:: Assignment ::
Would you please transcribe, exactly as written, the lines of the entries below starting at the one that holds "window, if any." and ending at the one that holds "everything already present.", both included?

:: Input records ::
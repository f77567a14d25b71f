//! Storage-neutral query model shared by the capability check, entity
//! interfaces and storage adapters.

use campus_core::{AppError, AppResult};
use campus_domain::EntityKind;
use serde_json::{Map, Value};

/// Storage row represented as a JSON object keyed by column name.
pub type StoredRecord = Map<String, Value>;

/// Name of the primary key column shared by every entity table.
pub const ID_COLUMN: &str = "id";

/// Default number of rows returned by list operations.
pub const DEFAULT_LIST_LIMIT: u32 = 100;

/// Upper bound for caller-supplied list limits.
pub const MAX_LIST_LIMIT: u32 = 1000;

/// Typed value compared against a column.
#[derive(Debug, Clone, PartialEq, Eq)]
pub enum FilterValue {
    /// Text column value. An empty string is a legitimate value.
    Text(String),
    /// Boolean column value.
    Flag(bool),
}

impl FilterValue {
    /// Returns the JSON representation stored in records.
    #[must_use]
    pub fn to_json(&self) -> Value {
        match self {
            Self::Text(value) => Value::String(value.clone()),
            Self::Flag(value) => Value::Bool(*value),
        }
    }

    fn matches(&self, actual: Option<&Value>) -> bool {
        match (self, actual) {
            (Self::Text(expected), Some(Value::String(actual))) => expected == actual,
            (Self::Flag(expected), Some(Value::Bool(actual))) => expected == actual,
            _ => false,
        }
    }
}

impl From<&str> for FilterValue {
    fn from(value: &str) -> Self {
        Self::Text(value.to_owned())
    }
}

impl From<String> for FilterValue {
    fn from(value: String) -> Self {
        Self::Text(value)
    }
}

impl From<bool> for FilterValue {
    fn from(value: bool) -> Self {
        Self::Flag(value)
    }
}

/// Predicate over one stored row.
#[derive(Debug, Clone, PartialEq, Eq)]
pub enum Condition {
    /// Column equals the value. `NULL` never matches.
    Equals {
        /// Column name.
        column: &'static str,
        /// Expected value.
        value: FilterValue,
    },
    /// Text column contains the needle, ignoring case.
    ContainsInsensitive {
        /// Column name.
        column: &'static str,
        /// Substring to look for.
        needle: String,
    },
    /// Text column equals one of the values. An empty set matches nothing.
    AnyOf {
        /// Column name.
        column: &'static str,
        /// Accepted values.
        values: Vec<String>,
    },
    /// Every nested condition holds. An empty list matches everything.
    All(Vec<Condition>),
    /// At least one nested condition holds. An empty list matches nothing.
    Or(Vec<Condition>),
}

impl Condition {
    /// Builds an equality predicate.
    #[must_use]
    pub fn equals(column: &'static str, value: impl Into<FilterValue>) -> Self {
        Self::Equals {
            column,
            value: value.into(),
        }
    }

    /// Builds an equality predicate on the primary key.
    #[must_use]
    pub fn id(value: &str) -> Self {
        Self::equals(ID_COLUMN, value)
    }

    /// Builds a set-membership predicate.
    #[must_use]
    pub fn any_of(column: &'static str, values: impl IntoIterator<Item = String>) -> Self {
        Self::AnyOf {
            column,
            values: values.into_iter().collect(),
        }
    }

    /// Evaluates the predicate against a stored row.
    #[must_use]
    pub fn matches(&self, record: &StoredRecord) -> bool {
        match self {
            Self::Equals { column, value } => value.matches(record.get(*column)),
            Self::ContainsInsensitive { column, needle } => match record.get(*column) {
                Some(Value::String(actual)) => actual
                    .to_lowercase()
                    .contains(needle.to_lowercase().as_str()),
                _ => false,
            },
            Self::AnyOf { column, values } => match record.get(*column) {
                Some(Value::String(actual)) => values.iter().any(|value| value == actual),
                _ => false,
            },
            Self::All(conditions) => conditions.iter().all(|condition| condition.matches(record)),
            Self::Or(conditions) => conditions.iter().any(|condition| condition.matches(record)),
        }
    }
}

/// Offset pagination window applied by list operations.
#[derive(Debug, Clone, Copy, PartialEq, Eq)]
pub struct ListWindow {
    limit: u32,
    offset: u32,
}

impl ListWindow {
    /// Validates caller-supplied pagination values.
    pub fn new(limit: Option<u32>, offset: Option<u32>) -> AppResult<Self> {
        let limit = limit.unwrap_or(DEFAULT_LIST_LIMIT);
        if limit == 0 || limit > MAX_LIST_LIMIT {
            return Err(AppError::Validation(format!(
                "limit must be between 1 and {MAX_LIST_LIMIT}, got {limit}"
            )));
        }

        Ok(Self {
            limit,
            offset: offset.unwrap_or(0),
        })
    }

    /// Window selecting at most one row.
    #[must_use]
    pub fn single() -> Self {
        Self {
            limit: 1,
            offset: 0,
        }
    }

    /// Returns the maximum number of rows.
    #[must_use]
    pub fn limit(&self) -> u32 {
        self.limit
    }

    /// Returns the number of skipped rows.
    #[must_use]
    pub fn offset(&self) -> u32 {
        self.offset
    }
}

impl Default for ListWindow {
    fn default() -> Self {
        Self {
            limit: DEFAULT_LIST_LIMIT,
            offset: 0,
        }
    }
}

/// Query over one entity kind.
///
/// `scope` is written only by the capability check and `filters` only by
/// search resolution. A row matches when every scope condition and every
/// filter condition holds. Rows are ordered by primary key.
#[derive(Debug, Clone, PartialEq, Eq)]
pub struct EntityQuery {
    kind: EntityKind,
    scope: Vec<Condition>,
    filters: Vec<Condition>,
    window: Option<ListWindow>,
}

impl EntityQuery {
    /// Query matching every row of the kind.
    #[must_use]
    pub fn unrestricted(kind: EntityKind) -> Self {
        Self {
            kind,
            scope: Vec::new(),
            filters: Vec::new(),
            window: None,
        }
    }

    /// Query narrowed to the rows an authorization scope admits.
    #[must_use]
    pub fn restricted(kind: EntityKind, scope: Condition) -> Self {
        Self {
            kind,
            scope: vec![scope],
            filters: Vec::new(),
            window: None,
        }
    }

    /// Returns the queried kind.
    #[must_use]
    pub fn kind(&self) -> EntityKind {
        self.kind
    }

    /// Returns the authorization scope conditions.
    #[must_use]
    pub fn scope(&self) -> &[Condition] {
        &self.scope
    }

    /// Returns the caller filter conditions.
    #[must_use]
    pub fn filters(&self) -> &[Condition] {
        &self.filters
    }

    /// Returns the pagination window, if any.
    #[must_use]
    pub fn window(&self) -> Option<ListWindow> {
        self.window
    }

    /// Returns whether no authorization scope narrows the query.
    #[must_use]
    pub fn is_unrestricted(&self) -> bool {
        self.scope.is_empty()
    }

    /// Returns every condition, scope first.
    pub fn conditions(&self) -> impl Iterator<Item = &Condition> {
        self.scope.iter().chain(self.filters.iter())
    }

    /// Adds a filter condition ANDed with everything already present.
    #[must_use]
    pub fn and(mut self, condition: Condition) -> Self {
        self.filters.push(condition);
        self
    }

    /// Sets the pagination window.
    #[must_use]
    pub fn with_window(mut self, window: ListWindow) -> Self {
        self.window = Some(window);
        self
    }

    /// Evaluates every scope and filter condition against a row.
    #[must_use]
    pub fn matches(&self, record: &StoredRecord) -> bool {
        self.conditions().all(|condition| condition.matches(record))
    }

    /// Evaluates only the authorization scope against a row.
    #[must_use]
    pub fn scope_admits(&self, record: &StoredRecord) -> bool {
        self.scope.iter().all(|condition| condition.matches(record))
    }
}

:: Your solution ::
    /// Returns the pagination window, if any.
    #[must_use]
    pub fn window(&self) -> Option<ListWindow> {
        self.window
    }

    /// Returns whether no authorization scope narrows the query.
    #[must_use]
    pub fn is_unrestricted(&self) -> bool {
        self.scope.is_empty()
    }

    /// Returns every condition, scope first.
    pub fn conditions(&self) -> impl Iterator<Item = &Condition> {
        self.scope.iter().chain(self.filters.iter())
    }

    /// Adds a filter condition ANDed with everything already present.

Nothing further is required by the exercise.